---------- EXERCISE MATERIALS ----------
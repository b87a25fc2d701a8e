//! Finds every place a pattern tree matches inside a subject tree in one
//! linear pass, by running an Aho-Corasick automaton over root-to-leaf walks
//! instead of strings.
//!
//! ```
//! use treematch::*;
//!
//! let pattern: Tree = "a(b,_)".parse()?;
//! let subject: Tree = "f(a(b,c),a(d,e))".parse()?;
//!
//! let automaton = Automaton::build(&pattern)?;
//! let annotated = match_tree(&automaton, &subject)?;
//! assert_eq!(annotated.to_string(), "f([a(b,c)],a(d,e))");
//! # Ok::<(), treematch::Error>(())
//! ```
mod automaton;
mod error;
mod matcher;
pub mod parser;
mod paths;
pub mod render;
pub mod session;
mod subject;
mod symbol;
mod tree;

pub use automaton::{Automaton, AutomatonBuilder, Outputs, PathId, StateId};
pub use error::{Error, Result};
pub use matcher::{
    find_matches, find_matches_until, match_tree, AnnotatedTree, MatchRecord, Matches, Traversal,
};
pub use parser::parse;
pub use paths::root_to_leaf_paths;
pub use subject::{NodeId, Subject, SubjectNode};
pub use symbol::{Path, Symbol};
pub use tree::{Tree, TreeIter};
----------
---------- EXERCISE MATERIALS ----------
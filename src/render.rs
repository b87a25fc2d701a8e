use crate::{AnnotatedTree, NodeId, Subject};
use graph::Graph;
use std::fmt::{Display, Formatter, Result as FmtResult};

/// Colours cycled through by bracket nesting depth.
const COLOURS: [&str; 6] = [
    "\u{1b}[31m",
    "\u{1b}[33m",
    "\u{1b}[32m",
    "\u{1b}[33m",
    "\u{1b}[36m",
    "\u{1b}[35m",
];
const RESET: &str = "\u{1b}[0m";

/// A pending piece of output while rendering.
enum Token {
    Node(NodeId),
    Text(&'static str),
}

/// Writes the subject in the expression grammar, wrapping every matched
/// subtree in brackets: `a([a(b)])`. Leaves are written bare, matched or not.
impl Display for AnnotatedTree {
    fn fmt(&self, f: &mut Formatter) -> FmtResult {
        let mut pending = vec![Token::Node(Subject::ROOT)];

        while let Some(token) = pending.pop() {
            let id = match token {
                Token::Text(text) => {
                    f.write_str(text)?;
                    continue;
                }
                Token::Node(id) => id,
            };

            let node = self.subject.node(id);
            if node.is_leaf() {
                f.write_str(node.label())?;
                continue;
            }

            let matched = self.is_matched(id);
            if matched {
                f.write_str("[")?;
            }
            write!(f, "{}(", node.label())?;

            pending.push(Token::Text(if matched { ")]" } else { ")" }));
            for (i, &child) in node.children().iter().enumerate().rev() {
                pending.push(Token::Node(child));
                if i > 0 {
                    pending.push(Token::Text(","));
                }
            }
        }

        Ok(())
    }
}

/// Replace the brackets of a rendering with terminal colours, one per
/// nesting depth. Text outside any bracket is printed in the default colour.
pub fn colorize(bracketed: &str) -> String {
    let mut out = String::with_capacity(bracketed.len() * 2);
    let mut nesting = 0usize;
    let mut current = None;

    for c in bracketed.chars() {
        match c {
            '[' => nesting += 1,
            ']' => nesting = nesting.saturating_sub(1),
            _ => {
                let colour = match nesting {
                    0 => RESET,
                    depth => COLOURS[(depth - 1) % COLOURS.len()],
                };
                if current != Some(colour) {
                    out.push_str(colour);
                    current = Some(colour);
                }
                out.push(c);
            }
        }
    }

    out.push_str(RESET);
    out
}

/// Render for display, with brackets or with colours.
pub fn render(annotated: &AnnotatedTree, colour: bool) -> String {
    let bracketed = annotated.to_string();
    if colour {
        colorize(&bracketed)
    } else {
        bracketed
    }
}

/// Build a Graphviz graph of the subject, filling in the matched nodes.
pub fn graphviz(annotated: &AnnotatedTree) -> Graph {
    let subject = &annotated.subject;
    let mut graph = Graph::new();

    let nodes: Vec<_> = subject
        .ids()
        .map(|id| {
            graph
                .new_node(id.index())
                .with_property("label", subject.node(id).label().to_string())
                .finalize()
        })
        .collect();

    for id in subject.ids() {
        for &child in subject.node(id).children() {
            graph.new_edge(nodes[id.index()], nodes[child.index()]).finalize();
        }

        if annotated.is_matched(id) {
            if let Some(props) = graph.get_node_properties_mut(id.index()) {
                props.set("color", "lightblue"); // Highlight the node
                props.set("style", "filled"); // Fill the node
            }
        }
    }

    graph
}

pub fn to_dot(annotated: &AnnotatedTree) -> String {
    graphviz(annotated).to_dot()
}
----------
*EXERCISE OBJECTIVE*: All that belongs in the answer is the run of lines above from the line containing "bracket nesting depth." through the line containing "impl Display for", exactly as written.

*TASK ANSWER*:
/// Colours cycled through by bracket nesting depth.
const COLOURS: [&str; 6] = [
    "\u{1b}[31m",
    "\u{1b}[33m",
    "\u{1b}[32m",
    "\u{1b}[33m",
    "\u{1b}[36m",
    "\u{1b}[35m",
];
const RESET: &str = "\u{1b}[0m";

/// A pending piece of output while rendering.
enum Token {
    Node(NodeId),
    Text(&'static str),
}

/// Writes the subject in the expression grammar, wrapping every matched
/// subtree in brackets: `a([a(b)])`. Leaves are written bare, matched or not.
impl Display for AnnotatedTree {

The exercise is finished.